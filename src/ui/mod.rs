pub mod components;

use anyhow::Result;
use std::sync::OnceLock;
use ratatui::{
    backend::TestBackend,
    buffer::Buffer,
    layout::{Alignment, Constraint, Direction, Layout, Rect},
    style::{Color, Modifier, Style},
    text::{Line, Span},
    widgets::{Block, Borders, Clear, Paragraph, Tabs, Wrap},
    Frame, Terminal,
};

use crate::admin::AdminBackend;
use crate::app::{App, Popup};
use crate::tabs::Tab;
use crate::theme::Theme;

// Set once at startup from the config file; falls back to the default theme
static THEME: OnceLock<Theme> = OnceLock::new();

pub fn init_theme(theme: Theme) {
    if THEME.set(theme).is_err() {
        tracing::warn!("Theme already initialized");
    }
}

pub(crate) fn theme() -> &'static Theme {
    THEME.get_or_init(Theme::default)
}

// Helper functions to get theme colors
pub(crate) fn accent() -> Color { theme().accent }
pub(crate) fn inactive() -> Color { theme().inactive }
pub(crate) fn text() -> Color { theme().text }
pub(crate) fn text_dim() -> Color { theme().text_dim }
pub(crate) fn header() -> Color { theme().header }

pub fn draw<B: AdminBackend>(f: &mut Frame, app: &App<B>) {
    let area = f.area();

    let chunks = Layout::default()
        .direction(Direction::Vertical)
        .margin(0)
        .constraints([
            Constraint::Length(3),  // Tab bar
            Constraint::Min(6),     // Active panel
            Constraint::Length(1),  // Status line
            Constraint::Length(1),  // Footer
        ])
        .split(area);

    draw_tab_bar(f, app, chunks[0]);

    let panel = app.tab.panel();
    let focused = app.focused_button().map(|_| app.focus);
    panel.render(f, chunks[1], focused);

    draw_status_line(f, app, chunks[2]);
    draw_footer(f, app, chunks[3]);

    if app.popup == Popup::Help {
        draw_help_popup(f);
    }
}

fn draw_tab_bar<B>(f: &mut Frame, app: &App<B>, area: Rect) {
    let titles = Tab::ALL.iter().enumerate().map(|(i, tab)| {
        Line::from(vec![
            Span::styled(format!("{} ", i + 1), Style::default().fg(inactive())),
            Span::raw(tab.label()),
        ])
    });

    let tabs = Tabs::new(titles)
        .select(app.tab.index())
        .style(Style::default().fg(text_dim()))
        .highlight_style(Style::default().fg(accent()).add_modifier(Modifier::BOLD))
        .divider(Span::styled("│", Style::default().fg(inactive())))
        .block(
            Block::default()
                .title(Span::styled(" CRM Settings ", Style::default().fg(header()).add_modifier(Modifier::BOLD)))
                .borders(Borders::ALL)
                .border_style(Style::default().fg(inactive())),
        );

    f.render_widget(tabs, area);
}

fn draw_status_line<B>(f: &mut Frame, app: &App<B>, area: Rect) {
    let line = match app.status_message {
        Some(ref status) => Line::from(Span::styled(status.as_str(), Style::default().fg(accent()))),
        None => Line::from(Span::styled("Ready", Style::default().fg(text_dim()))),
    };

    f.render_widget(Paragraph::new(line).alignment(Alignment::Center), area);
}

fn draw_footer<B>(f: &mut Frame, app: &App<B>, area: Rect) {
    let hints: Vec<(&str, &str)> = match app.tab {
        Tab::Database => vec![
            ("←→", "Focus"),
            ("Enter", "Activate"),
            ("Tab", "Next tab"),
            ("?", "Help"),
            ("q", "Quit"),
        ],
        Tab::Groups => vec![
            ("Enter", "Create group"),
            ("Tab", "Next tab"),
            ("?", "Help"),
            ("q", "Quit"),
        ],
    };

    // Responsive: show fewer hints on narrow terminals
    let max_hints = if area.width < 60 { 3 } else { hints.len() };

    let mut hint_spans: Vec<Span> = Vec::new();
    for (i, (key, action)) in hints.iter().take(max_hints).enumerate() {
        if i > 0 {
            hint_spans.push(Span::styled(" │ ", Style::default().fg(inactive())));
        }
        hint_spans.push(Span::styled(*key, Style::default().fg(accent())));
        hint_spans.push(Span::styled(format!(" {}", action), Style::default().fg(text_dim())));
    }

    let footer = Paragraph::new(Line::from(hint_spans))
        .alignment(Alignment::Center);

    f.render_widget(footer, area);
}

fn draw_help_popup(f: &mut Frame) {
    let area = f.area();
    let popup_area = centered_rect(
        if area.width < 80 { 95 } else { 60 },
        if area.height < 30 { 95 } else { 70 },
        area,
    );

    f.render_widget(Clear, popup_area);

    let section = |title: &'static str| {
        Line::from(Span::styled(title, Style::default().fg(header()).add_modifier(Modifier::BOLD)))
    };
    let binding = |keys: &'static str, what: &'static str| {
        Line::from(vec![
            Span::styled(format!("  {:<12}", keys), Style::default().fg(accent())),
            Span::raw(what),
        ])
    };

    let help_text = vec![
        section("═══ Navigation ═══"),
        binding("Tab/S-Tab", "Switch tab (Database ↔ Groups)"),
        binding("1 / 2", "Jump to tab"),
        binding("←/→ h/l", "Move focus between buttons"),
        binding("↑/↓ k/j", "Move focus between buttons"),
        Line::from(""),
        section("═══ Actions ═══"),
        binding("Enter/Space", "Activate focused button"),
        Line::from(Span::styled(
            "  No admin backend is attached; buttons have no effect.",
            Style::default().fg(text_dim()),
        )),
        Line::from(""),
        section("═══ Command Line ═══"),
        binding("--tab", "Start on database or groups"),
        binding("--describe", "Print panel layout as JSON"),
        binding("--snapshot", "Print one rendered frame"),
        Line::from(""),
        Line::from(vec![
            Span::styled("  Press ", Style::default().fg(text_dim())),
            Span::styled("?", Style::default().fg(accent())),
            Span::styled("/", Style::default().fg(text_dim())),
            Span::styled("Esc", Style::default().fg(accent())),
            Span::styled(" to close", Style::default().fg(text_dim())),
        ]),
    ];

    let help = Paragraph::new(help_text)
        .block(
            Block::default()
                .title(Span::styled(" Help ", Style::default().fg(accent())))
                .borders(Borders::ALL)
                .border_style(Style::default().fg(accent())),
        )
        .wrap(Wrap { trim: false });

    f.render_widget(help, popup_area);
}

fn centered_rect(percent_x: u16, percent_y: u16, r: Rect) -> Rect {
    let popup_layout = Layout::default()
        .direction(Direction::Vertical)
        .constraints([
            Constraint::Percentage((100 - percent_y) / 2),
            Constraint::Percentage(percent_y),
            Constraint::Percentage((100 - percent_y) / 2),
        ])
        .split(r);

    Layout::default()
        .direction(Direction::Horizontal)
        .constraints([
            Constraint::Percentage((100 - percent_x) / 2),
            Constraint::Percentage(percent_x),
            Constraint::Percentage((100 - percent_x) / 2),
        ])
        .split(popup_layout[1])[1]
}

/// Render one frame off-screen and return it as plain text
pub fn render_to_text(width: u16, height: u16, draw: impl FnOnce(&mut Frame)) -> Result<String> {
    let mut terminal = Terminal::new(TestBackend::new(width, height))?;
    terminal.draw(draw)?;
    Ok(buffer_to_text(terminal.backend().buffer()))
}

/// One line per buffer row, trailing blanks trimmed
pub fn buffer_to_text(buffer: &Buffer) -> String {
    let width = buffer.area.width.max(1) as usize;
    buffer
        .content()
        .chunks(width)
        .map(|row| {
            let line: String = row.iter().map(|cell| cell.symbol()).collect();
            line.trim_end().to_string()
        })
        .collect::<Vec<_>>()
        .join("\n")
}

[EXERCISE DESCRIPTION]
Lines holding the word "TestBackend" should be copied from the entries above.

[ANSWER SECTION]
    backend::TestBackend,
    let mut terminal = Terminal::new(TestBackend::new(width, height))?;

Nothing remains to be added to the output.